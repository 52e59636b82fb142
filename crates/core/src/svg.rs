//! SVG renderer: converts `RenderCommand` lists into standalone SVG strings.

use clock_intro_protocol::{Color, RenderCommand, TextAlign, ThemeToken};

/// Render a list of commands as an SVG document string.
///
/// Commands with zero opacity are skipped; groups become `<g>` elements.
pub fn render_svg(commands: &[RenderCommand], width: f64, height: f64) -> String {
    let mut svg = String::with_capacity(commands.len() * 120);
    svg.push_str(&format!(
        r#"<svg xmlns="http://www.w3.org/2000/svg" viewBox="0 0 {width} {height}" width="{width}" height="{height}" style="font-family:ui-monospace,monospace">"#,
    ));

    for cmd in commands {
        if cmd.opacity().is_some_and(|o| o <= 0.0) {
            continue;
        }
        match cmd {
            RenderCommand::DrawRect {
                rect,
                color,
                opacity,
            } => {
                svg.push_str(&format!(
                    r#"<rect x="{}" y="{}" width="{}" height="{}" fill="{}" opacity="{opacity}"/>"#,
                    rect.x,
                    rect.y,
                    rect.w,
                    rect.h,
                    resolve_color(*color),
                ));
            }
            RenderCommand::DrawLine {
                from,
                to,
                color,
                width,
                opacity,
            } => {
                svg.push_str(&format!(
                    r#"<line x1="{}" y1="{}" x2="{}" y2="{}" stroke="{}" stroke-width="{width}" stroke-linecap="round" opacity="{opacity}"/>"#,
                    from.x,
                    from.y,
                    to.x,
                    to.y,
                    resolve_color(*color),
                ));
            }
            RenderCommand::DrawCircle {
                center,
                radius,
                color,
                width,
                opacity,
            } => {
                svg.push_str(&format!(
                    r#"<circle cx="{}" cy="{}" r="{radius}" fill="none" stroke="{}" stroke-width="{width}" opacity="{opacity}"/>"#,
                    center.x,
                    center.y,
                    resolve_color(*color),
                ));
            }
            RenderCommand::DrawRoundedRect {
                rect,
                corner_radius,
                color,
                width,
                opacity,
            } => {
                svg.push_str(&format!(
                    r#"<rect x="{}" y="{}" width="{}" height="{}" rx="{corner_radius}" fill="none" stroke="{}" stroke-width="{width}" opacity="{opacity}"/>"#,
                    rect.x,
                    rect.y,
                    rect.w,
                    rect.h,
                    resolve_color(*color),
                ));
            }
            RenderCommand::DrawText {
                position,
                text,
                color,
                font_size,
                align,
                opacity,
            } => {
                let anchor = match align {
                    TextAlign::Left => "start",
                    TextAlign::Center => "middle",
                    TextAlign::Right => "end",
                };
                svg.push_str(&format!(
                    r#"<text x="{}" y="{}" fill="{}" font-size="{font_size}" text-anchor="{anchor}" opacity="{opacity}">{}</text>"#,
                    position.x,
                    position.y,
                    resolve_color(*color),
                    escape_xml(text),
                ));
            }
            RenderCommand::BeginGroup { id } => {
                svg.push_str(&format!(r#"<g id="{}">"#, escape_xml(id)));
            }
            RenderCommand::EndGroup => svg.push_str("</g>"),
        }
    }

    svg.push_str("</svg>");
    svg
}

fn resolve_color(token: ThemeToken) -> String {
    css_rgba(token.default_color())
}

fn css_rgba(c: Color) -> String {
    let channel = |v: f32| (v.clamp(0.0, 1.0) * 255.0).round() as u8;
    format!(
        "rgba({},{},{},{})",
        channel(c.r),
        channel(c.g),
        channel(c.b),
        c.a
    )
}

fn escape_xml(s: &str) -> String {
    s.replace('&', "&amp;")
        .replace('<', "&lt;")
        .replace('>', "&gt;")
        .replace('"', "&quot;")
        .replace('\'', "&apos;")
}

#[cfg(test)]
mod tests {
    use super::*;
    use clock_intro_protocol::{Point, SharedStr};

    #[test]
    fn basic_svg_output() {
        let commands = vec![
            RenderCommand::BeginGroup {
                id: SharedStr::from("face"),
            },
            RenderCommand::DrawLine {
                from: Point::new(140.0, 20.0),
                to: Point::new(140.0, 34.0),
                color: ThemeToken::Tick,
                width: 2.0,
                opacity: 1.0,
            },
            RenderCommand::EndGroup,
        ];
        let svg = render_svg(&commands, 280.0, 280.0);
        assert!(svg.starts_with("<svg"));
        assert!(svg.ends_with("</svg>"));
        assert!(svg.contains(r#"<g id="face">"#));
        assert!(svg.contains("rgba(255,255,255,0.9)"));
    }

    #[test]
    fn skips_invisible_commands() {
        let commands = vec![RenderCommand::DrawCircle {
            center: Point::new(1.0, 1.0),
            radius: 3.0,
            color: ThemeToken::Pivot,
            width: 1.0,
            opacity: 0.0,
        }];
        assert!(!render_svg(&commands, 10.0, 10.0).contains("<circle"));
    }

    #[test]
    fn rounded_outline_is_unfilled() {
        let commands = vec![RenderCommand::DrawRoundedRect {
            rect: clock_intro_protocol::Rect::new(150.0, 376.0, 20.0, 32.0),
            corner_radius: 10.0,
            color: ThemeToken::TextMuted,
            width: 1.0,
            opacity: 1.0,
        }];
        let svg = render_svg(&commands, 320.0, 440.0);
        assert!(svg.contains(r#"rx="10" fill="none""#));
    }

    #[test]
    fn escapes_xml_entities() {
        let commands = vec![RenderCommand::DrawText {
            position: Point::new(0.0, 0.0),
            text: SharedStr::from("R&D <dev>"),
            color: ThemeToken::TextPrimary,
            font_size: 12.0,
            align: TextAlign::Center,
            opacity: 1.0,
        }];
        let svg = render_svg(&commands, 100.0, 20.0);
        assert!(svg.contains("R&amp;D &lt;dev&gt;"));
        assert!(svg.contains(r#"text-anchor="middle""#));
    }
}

==*==

=== INSTRUCTIONS FOR THE TASK ===
Copy out the full set of records precisely, leaving nothing out.

=== RESPONSE TO THE TASK ===
repository 52e59636b82fb142
filename crates/core/src/svg.rs
//! SVG renderer: converts `RenderCommand` lists into standalone SVG strings.

use clock_intro_protocol::{Color, RenderCommand, TextAlign, ThemeToken};

/// Render a list of commands as an SVG document string.
///
/// Commands with zero opacity are skipped; groups become `<g>` elements.
pub fn render_svg(commands: &[RenderCommand], width: f64, height: f64) -> String {
    let mut svg = String::with_capacity(commands.len() * 120);
    svg.push_str(&format!(
        r#"<svg xmlns="http://www.w3.org/2000/svg" viewBox="0 0 {width} {height}" width="{width}" height="{height}" style="font-family:ui-monospace,monospace">"#,
    ));

    for cmd in commands {
        if cmd.opacity().is_some_and(|o| o <= 0.0) {
            continue;
        }
        match cmd {
            RenderCommand::DrawRect {
                rect,
                color,
                opacity,
            } => {
                svg.push_str(&format!(
                    r#"<rect x="{}" y="{}" width="{}" height="{}" fill="{}" opacity="{opacity}"/>"#,
                    rect.x,
                    rect.y,
                    rect.w,
                    rect.h,
                    resolve_color(*color),
                ));
            }
            RenderCommand::DrawLine {
                from,
                to,
                color,
                width,
                opacity,
            } => {
                svg.push_str(&format!(
                    r#"<line x1="{}" y1="{}" x2="{}" y2="{}" stroke="{}" stroke-width="{width}" stroke-linecap="round" opacity="{opacity}"/>"#,
                    from.x,
                    from.y,
                    to.x,
                    to.y,
                    resolve_color(*color),
                ));
            }
            RenderCommand::DrawCircle {
                center,
                radius,
                color,
                width,
                opacity,
            } => {
                svg.push_str(&format!(
                    r#"<circle cx="{}" cy="{}" r="{radius}" fill="none" stroke="{}" stroke-width="{width}" opacity="{opacity}"/>"#,
                    center.x,
                    center.y,
                    resolve_color(*color),
                ));
            }
            RenderCommand::DrawRoundedRect {
                rect,
                corner_radius,
                color,
                width,
                opacity,
            } => {
                svg.push_str(&format!(
                    r#"<rect x="{}" y="{}" width="{}" height="{}" rx="{corner_radius}" fill="none" stroke="{}" stroke-width="{width}" opacity="{opacity}"/>"#,
                    rect.x,
                    rect.y,
                    rect.w,
                    rect.h,
                    resolve_color(*color),
                ));
            }
            RenderCommand::DrawText {
                position,
                text,
                color,
                font_size,
                align,
                opacity,
            } => {
                let anchor = match align {
                    TextAlign::Left => "start",
                    TextAlign::Center => "middle",
                    TextAlign::Right => "end",
                };
                svg.push_str(&format!(
                    r#"<text x="{}" y="{}" fill="{}" font-size="{font_size}" text-anchor="{anchor}" opacity="{opacity}">{}</text>"#,
                    position.x,
                    position.y,
                    resolve_color(*color),
                    escape_xml(text),
                ));
            }
            RenderCommand::BeginGroup { id } => {
                svg.push_str(&format!(r#"<g id="{}">"#, escape_xml(id)));
            }
            RenderCommand::EndGroup => svg.push_str("</g>"),
        }
    }

    svg.push_str("</svg>");
    svg
}

fn resolve_color(token: ThemeToken) -> String {
    css_rgba(token.default_color())
}

fn css_rgba(c: Color) -> String {
    let channel = |v: f32| (v.clamp(0.0, 1.0) * 255.0).round() as u8;
    format!(
        "rgba({},{},{},{})",
        channel(c.r),
        channel(c.g),
        channel(c.b),
        c.a
    )
}

fn escape_xml(s: &str) -> String {
    s.replace('&', "&amp;")
        .replace('<', "&lt;")
        .replace('>', "&gt;")
        .replace('"', "&quot;")
        .replace('\'', "&apos;")
}

#[cfg(test)]
mod tests {
    use super::*;
    use clock_intro_protocol::{Point, SharedStr};

    #[test]
    fn basic_svg_output() {
        let commands = vec![
            RenderCommand::BeginGroup {
                id: SharedStr::from("face"),
            },
            RenderCommand::DrawLine {
                from: Point::new(140.0, 20.0),
                to: Point::new(140.0, 34.0),
                color: ThemeToken::Tick,
                width: 2.0,
                opacity: 1.0,
            },
            RenderCommand::EndGroup,
        ];
        let svg = render_svg(&commands, 280.0, 280.0);
        assert!(svg.starts_with("<svg"));
        assert!(svg.ends_with("</svg>"));
        assert!(svg.contains(r#"<g id="face">"#));
        assert!(svg.contains("rgba(255,255,255,0.9)"));
    }

    #[test]
    fn skips_invisible_commands() {
        let commands = vec![RenderCommand::DrawCircle {
            center: Point::new(1.0, 1.0),
            radius: 3.0,
            color: ThemeToken::Pivot,
            width: 1.0,
            opacity: 0.0,
        }];
        assert!(!render_svg(&commands, 10.0, 10.0).contains("<circle"));
    }

    #[test]
    fn rounded_outline_is_unfilled() {
        let commands = vec![RenderCommand::DrawRoundedRect {
            rect: clock_intro_protocol::Rect::new(150.0, 376.0, 20.0, 32.0),
            corner_radius: 10.0,
            color: ThemeToken::TextMuted,
            width: 1.0,
            opacity: 1.0,
        }];
        let svg = render_svg(&commands, 320.0, 440.0);
        assert!(svg.contains(r#"rx="10" fill="none""#));
    }

    #[test]
    fn escapes_xml_entities() {
        let commands = vec![RenderCommand::DrawText {
            position: Point::new(0.0, 0.0),
            text: SharedStr::from("R&D <dev>"),
            color: ThemeToken::TextPrimary,
            font_size: 12.0,
            align: TextAlign::Center,
            opacity: 1.0,
        }];
        let svg = render_svg(&commands, 100.0, 20.0);
        assert!(svg.contains("R&amp;D &lt;dev&gt;"));
        assert!(svg.contains(r#"text-anchor="middle""#));
    }
}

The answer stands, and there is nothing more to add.